CNRAs have a lot to worry about many things more important than student loans

CRNA Student Loan Repayment Strategy

Michael Lux Blog 0 Comments

Becoming a Certified Registered Nurse Anesthesiologist (CRNA) requires a huge investment of both time and money.  Like many career paths in the healthcare field, the cost of education is high, but the work and future compensation can be very rewarding.

Many CRNAs find themselves making six figure salaries, but also deal with over $100,000 in student debt.  When facing a high salary, high debt situation, a smart repayment strategy is essential.  The good news is that a few simple steps can save thousands of dollars.

CRNA Student Debt Elimination Plans

Student loans usually are eliminated in one of two way: repayment or forgiveness.

Despite the large salary that many CRNAs receive, student loan forgiveness can be a viable path.

Before jumping into program specifics, it is important to draw a distinction between two types of student loans.  Federal student loans are issued by the government and have a variety of repayment plan options and forgiveness programs.  Private student loans are issued by banks and other lenders.  The private loans are usually much less flexible.  To determine the status of your student loans, visit the Department of Education Student Loan Database.  The DOE database tracks all federal loans and servicers and is the best way for borrowers to figure out whether their debt is federal or private.

Private Student Loans Management for CRNAs

Private student loans are usually more challenging to eliminate, but the strategy is straightforward: pay the debt off in full.

The repayment urgency will depend upon the interest rates on the private loans.  Loans charging 8-10% or more should be paid off as fast as possible.  High interest student loan debt is extremely expensive, and aggressive repayment is very valuable.  Loans with interest rates less than 3% are a much lower priority.  At the lower levels, borrowers may find it more valuable to just make minimum payments in order to save for retirement or a down payment for a home.

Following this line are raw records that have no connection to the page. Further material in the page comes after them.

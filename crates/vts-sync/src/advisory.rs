//! Advisory selection
//!
//! Maps the settled results of a reciprocal batch to at most one fixed message.
//! Reciprocal failures never fail the primary save; they only produce an advisory.

use chrono::{DateTime, Utc};
use serde::{Deserialize, Serialize};
use vts_common::{ReciprocalAction, ReciprocalResult, SaveMode};

/// Fixed advisory variants
#[derive(Debug, Clone, Copy, PartialEq, Eq, Hash, Serialize, Deserialize)]
#[serde(rename_all = "SCREAMING_SNAKE_CASE")]
pub enum AdvisoryKind {
    /// Role was created with transformations, but they were not updated
    RoleCreateNotPropagated,
    /// 403 on both an ADD and a REMOVE
    RoleAddAndRemoveDenied,
    /// 403 on an ADD
    RoleAddDenied,
    /// 403 on a REMOVE
    RoleRemoveDenied,
    /// Failures that fit none of the above
    RoleEditNotPropagated,
    /// Every failure was a 403
    TransformationEditDenied,
    /// At least one failure was not a 403
    TransformationEditsIncomplete,
}

impl AdvisoryKind {
    pub fn message(&self) -> &'static str {
        match self {
            AdvisoryKind::RoleCreateNotPropagated => {
                "Transformations have been attached to this role, but the role was not added to those transformations’ allowed_roles due to a lack of permissions."
            }
            AdvisoryKind::RoleAddAndRemoveDenied => {
                "This role was edited to both add and remove transformations; however, this role was not added or removed from those transformations’ allowed_roles due to a lack of permissions."
            }
            AdvisoryKind::RoleAddDenied => {
                "This role was edited to include new transformations, but this role was not added to those transformations’ allowed_roles due to a lack of permissions."
            }
            AdvisoryKind::RoleRemoveDenied => {
                "This role was edited to remove transformations, but this role was not removed from those transformations’ allowed_roles due to a lack of permissions."
            }
            AdvisoryKind::RoleEditNotPropagated => {
                "The edits to this role were successful, but allowed_roles for its transformations was not edited due to a lack of permissions."
            }
            AdvisoryKind::TransformationEditDenied => {
                "The edits to this transformation were successful, but transformations for its roles was not edited due to a lack of permissions."
            }
            AdvisoryKind::TransformationEditsIncomplete => {
                "You've edited the allowed_roles for this transformation. However, the corresponding edits to some roles' transformations were not made"
            }
        }
    }
}

/// A persistent, informational notice about reciprocal edits that did not apply
#[derive(Debug, Clone, Serialize, Deserialize)]
pub struct Advisory {
    pub id: String,
    pub kind: AdvisoryKind,
    pub message: String,
    /// The edited record, e.g. `role/payments`
    pub source: String,
    /// Peers whose reciprocal edit failed
    pub failed: Vec<ReciprocalResult>,
    pub created_at: DateTime<Utc>,
}

impl Advisory {
    pub fn new(kind: AdvisoryKind, source: impl Into<String>, results: &[ReciprocalResult]) -> Self {
        Self {
            id: uuid::Uuid::new_v4().to_string(),
            kind,
            message: kind.message().to_string(),
            source: source.into(),
            failed: results.iter().filter(|r| r.is_failure()).cloned().collect(),
            created_at: Utc::now(),
        }
    }
}

/// Pick the advisory for a role save, `None` when every reciprocal edit applied.
pub fn classify_role_results(mode: SaveMode, results: &[ReciprocalResult]) -> Option<AdvisoryKind> {
    if !results.iter().any(ReciprocalResult::is_failure) {
        return None;
    }

    if mode == SaveMode::Create {
        return Some(AdvisoryKind::RoleCreateNotPropagated);
    }

    let denied = |action: ReciprocalAction| {
        results
            .iter()
            .any(|r| r.is_permission_denied() && r.action == action)
    };

    Some(match (denied(ReciprocalAction::Add), denied(ReciprocalAction::Remove)) {
        (true, true) => AdvisoryKind::RoleAddAndRemoveDenied,
        (true, false) => AdvisoryKind::RoleAddDenied,
        (false, true) => AdvisoryKind::RoleRemoveDenied,
        (false, false) => AdvisoryKind::RoleEditNotPropagated,
    })
}

/// Pick the advisory for a transformation save, `None` when every reciprocal edit applied.
pub fn classify_transformation_results(results: &[ReciprocalResult]) -> Option<AdvisoryKind> {
    let mut failures = results.iter().filter(|r| r.is_failure()).peekable();
    failures.peek()?;

    if failures.any(|r| !r.is_permission_denied()) {
        Some(AdvisoryKind::TransformationEditsIncomplete)
    } else {
        Some(AdvisoryKind::TransformationEditDenied)
    }
}

#[cfg(test)]
mod tests {
    use super::*;
    use vts_common::{EditIntent, Outcome};

    fn ok(intent: EditIntent) -> ReciprocalResult {
        ReciprocalResult::success(&intent)
    }

    fn failed(intent: EditIntent, status: u16) -> ReciprocalResult {
        ReciprocalResult::failure(&intent, Some(status))
    }

    #[test]
    fn test_no_results_no_advisory() {
        assert_eq!(classify_role_results(SaveMode::Update, &[]), None);
        assert_eq!(classify_role_results(SaveMode::Create, &[]), None);
        assert_eq!(classify_transformation_results(&[]), None);
    }

    #[test]
    fn test_all_successful_no_advisory() {
        let results = vec![ok(EditIntent::add("t1")), ok(EditIntent::remove("t2"))];
        assert_eq!(classify_role_results(SaveMode::Update, &results), None);
        assert_eq!(classify_transformation_results(&results), None);
    }

    #[test]
    fn test_add_ok_remove_denied_selects_removing_message() {
        let results = vec![ok(EditIntent::add("t1")), failed(EditIntent::remove("t2"), 403)];
        let kind = classify_role_results(SaveMode::Update, &results).unwrap();
        assert_eq!(kind, AdvisoryKind::RoleRemoveDenied);
        assert!(kind.message().contains("remove transformations"));
        assert!(kind.message().contains("lack of permissions"));
    }

    #[test]
    fn test_role_add_denied() {
        let results = vec![failed(EditIntent::add("t1"), 403)];
        assert_eq!(
            classify_role_results(SaveMode::Update, &results),
            Some(AdvisoryKind::RoleAddDenied)
        );
    }

    #[test]
    fn test_role_add_and_remove_denied() {
        let results = vec![failed(EditIntent::add("t1"), 403), failed(EditIntent::remove("t2"), 403)];
        assert_eq!(
            classify_role_results(SaveMode::Update, &results),
            Some(AdvisoryKind::RoleAddAndRemoveDenied)
        );
    }

    #[test]
    fn test_role_create_mode_wins() {
        let results = vec![failed(EditIntent::add("t1"), 403), failed(EditIntent::remove("t2"), 403)];
        assert_eq!(
            classify_role_results(SaveMode::Create, &results),
            Some(AdvisoryKind::RoleCreateNotPropagated)
        );
    }

    #[test]
    fn test_role_non_permission_failure_is_generic() {
        let results = vec![failed(EditIntent::add("t1"), 500)];
        assert_eq!(
            classify_role_results(SaveMode::Update, &results),
            Some(AdvisoryKind::RoleEditNotPropagated)
        );

        let transport = vec![ReciprocalResult::failure(&EditIntent::add("t1"), None)];
        assert_eq!(transport[0].outcome, Outcome::Failed(None));
        assert_eq!(
            classify_role_results(SaveMode::Update, &transport),
            Some(AdvisoryKind::RoleEditNotPropagated)
        );
    }

    #[test]
    fn test_transformation_all_denied() {
        let results = vec![failed(EditIntent::add("r1"), 403), ok(EditIntent::remove("r2"))];
        assert_eq!(
            classify_transformation_results(&results),
            Some(AdvisoryKind::TransformationEditDenied)
        );
    }

    #[test]
    fn test_transformation_any_other_failure_is_generic() {
        let results = vec![
            failed(EditIntent::add("r1"), 403),
            ReciprocalResult::create_failed(&EditIntent::add("r2"), Some(400)),
        ];
        assert_eq!(
            classify_transformation_results(&results),
            Some(AdvisoryKind::TransformationEditsIncomplete)
        );
    }

    #[test]
    fn test_advisory_keeps_only_failures() {
        let results = vec![ok(EditIntent::add("t1")), failed(EditIntent::remove("t2"), 403)];
        let advisory = Advisory::new(AdvisoryKind::RoleRemoveDenied, "role/payments", &results);
        assert_eq!(advisory.failed.len(), 1);
        assert_eq!(advisory.failed[0].id, "t2");
        assert_eq!(advisory.message, AdvisoryKind::RoleRemoveDenied.message());
    }
}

The best tool available for borrowers with private loans is student loan refinancing.  There are about 20 companies that will pay off old student loans and issue a new refinanced or consolidated loan.  These lenders target borrowers with high incomes and credit scores.  The targeted borrowers are highly likely to repay their debt, so they are able to qualify for lower interest rates.  Lenders like SoFi and ELFI have a reputation for offering the lowest rates to the general public, but CRNAs should also investigate Laurel Road due to their focus on healthcare providers.  Each lender evaluates applicants using slightly different underwriting criteria, so borrowers looking for the lowest rate possible would be wise to shop around.

The strategy for Federal Student Loans can get a little more complicated…

CRNA Federal Student Loan Repayment for Public Servants

The big federal perk for all CRNAs to understand is Public Service Loan Forgiveness (PSLF).  Those that work for  the government or a 501(c)(3) employer are likely eligible.  According to the National Institute of Health, approximately half the hospitals in the US are 501(c)(3) organizations.

PSLF has three basic requirements:

  1. Work full-time for an eligible public interest employer such as the government or a non-profit,
  2. Enroll in an eligible repayment plan, and;
  3. Make 120 payments.

Anyone considering this route should make sure they understand all of the rules associated with PSLF.  Though it is not technically required we also suggest that all borrowers pursuing PSLF submit employer certification forms on a yearly basis.  Submitting the employer certification form is the best way to track progress as it will trigger a review to make sure the borrower has an eligible employer and is on an eligible repayment plan.  It will also update the borrowers progress towards the required 120 monthly payments.

The problem with Public Service Loan Forgiveness is that many borrowers are afraid they won’t qualify.  The early numbers indicate a very low approval rate, but we expect things to gradually improve.  Others don’t want to bet on PSLF because they fear the program won’t exist by the time they would be eligible to qualify.  Here again, it is a valid concern, but odds are in favor of its continued existence.

The other issue with PSLF is that some borrowers might actually spend more money getting their loans forgiven.  Making minimum payments on a PSLF eligible plan can rack up a lot of interest over the years.  For CRNAs with larger salaries, its possible that aggressive repayment can get the loans eliminated faster and for less money.  This is an issue that can only be resolved by doing the math.

Federal Loan Elimination Without PSLF

The tricky part about federal loans is that the interest rates are not terrible, but they are not great either.  For many borrowers, there is definitely the temptation to go find lower interest rates via a refinance lender.  This strategy can work, but it is also very risky.

The income driven repayment (IDR) plans that come with federal student loans are an excellent borrower protection.  If the borrower looses their job or has a salary cut, IDR plans protect them from delinquencies and default.  For this reason, it make sense to pay a little extra in interest to have the repayment protection.

Ultimately, each borrower should evaluate this decision.  Compare the potential savings from refinancing against the security of a federal loan.  The best route will depend upon the borrower’s willingness to accept risk and their job security.

Final Thoughts

There isn’t a one size fits all approach for CRNA repayment.  High salaries can shift the strategy in one direction, while large debts might dictate another.  The key is to understand the options available and make the plan that best fits your individual circumstances.